Fiscal Focus – A cura di Antonio Gigliotti
Per le cessioni di immobili o di aziende, nonché per la costituzione e il trasferimento di diritti reali su di essi, ai fini IRPEF, IRES ed IRAP, l’esistenza di un maggior valore non può più essere presunta soltanto sulla base del valore anche se dichiarato o accertato ai fini dell’imposta di registro ovvero delle imposte ipocatastali.
E’ quanto prevede il Decreto crescita e internalizzazione (art. 5, co. 3, D.lgs.147/2015), che con norma di interpretazione autentica ha risolto una questione assai dibattuta in dottrina e giurisprudenza.
La questione – La corte di Cassazione più volte si era espressa sulla questione, ritenendo legittima la rettifica della plusvalenza da cessione di azienda in base al maggior valore dichiarato ai fini dell’imposta di registro. Era onere del contribuente dare prova contraria.
Nell’esprimerne tale posizione né la giurisprudenza né l’Amministrazione Finanziaria tenevano conto dei diversi metodi di calcolo della base imponibile ai fini delle imposte dirette e ai fini dell’imposta di registro. Mentre ai fini delle imposte dirette ciò che conta è il corrispettivo stabilito dalle parti, ai fini dell’imposta di registro si fa riferimento al valore venale in comune commercio. Il primo un dato certo risultante dalle disposizioni negoziali, l’altro invece un dato presuntivo che si base sulla individuazione del prezzo che sarebbe stato applicato in normali condizioni di mercato. Che quest’ultimo sia un dato discrezionale non v’è dubbio. Ecco allora che i due parametri non possono essere messi a confronto: si tratterebbe di misurare due fattispecie diverse con gli stessi criteri.
I valori OMI e l’accertamento ai fini dell’imposta di registro – A complicare la situazione, la definizione del valore venale in comune commercio, che originariamente avveniva da parte dell’Amministrazione Finanziaria facendo riferimento esclusivo ai valori OMI (Osservatorio del Mercato immobiliare). Per fortuna la Cassazione ha rotto il collegamento diretto tra dati OMI e valore venale in comune commercio.
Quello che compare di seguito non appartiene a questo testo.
pub mod models;
pub mod services;
pub mod store;

pub use models::*;
pub use services::*;
pub use store::{
    AppointmentLookup, DetailedScheduleStore, InMemoryDetailedScheduleStore,
    InMemoryUnavailabilityStore, InMemoryWeeklyScheduleStore, UnavailabilityStore,
    WeeklyScheduleStore,
};
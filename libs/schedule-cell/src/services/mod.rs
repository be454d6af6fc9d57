pub mod availability;
pub mod detailed;
pub mod unavailability;
pub mod weekly;

pub use availability::AvailabilityService;
pub use detailed::DetailedScheduleService;
pub use unavailability::UnavailabilityService;
pub use weekly::WeeklyScheduleService;
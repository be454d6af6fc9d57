pub mod models;
pub mod services;
pub mod store;

pub use models::*;
pub use services::*;
pub use store::{AppointmentStore, InMemoryAppointmentStore};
Interpretazione poi adottata dall’Amministrazione Finanziaria nella C.M. 18/E/2010, laddove l’Agenzia, recependo modifiche normative risalenti al 2008, ha riconosciuto che lo scostamento dei corrispettivi dichiarati per le cessioni di beni immobili rispetto al valore normale (valore OMI) rappresenta un elemento presuntivo semplice, e indirizzando gli uffici, con riferimento alle controversie pendenti, a valutare se le motivazioni degli accertamenti impugnati si dimostrino comunque adeguate o se, invece, si rivelino insufficienti così da richiedere l’abbandono del contenzioso in corso.
In altri termini, il solo discostamento del corrispettivo dai valori OMI non era stato ritenuto sufficiente per l’accertamento, ritenendo necessari anche ulteriori elementi presuntivi idonei ad integrare la prova della pretesa (quali, a titolo meramente esemplificativo, il valore del mutuo qualora di importo superiore a quello della compravendita, i prezzi che emergono dagli accertamenti effettuati con la ricostruzione dei ricavi sulla base delle risultanze delle indagini finanziarie, i prezzi che emergono da precedenti atti di compravendita del medesimo immobile). Questa interpretazione viene ora promossa a legge ad opera del Decreto crescita e internalizzazione.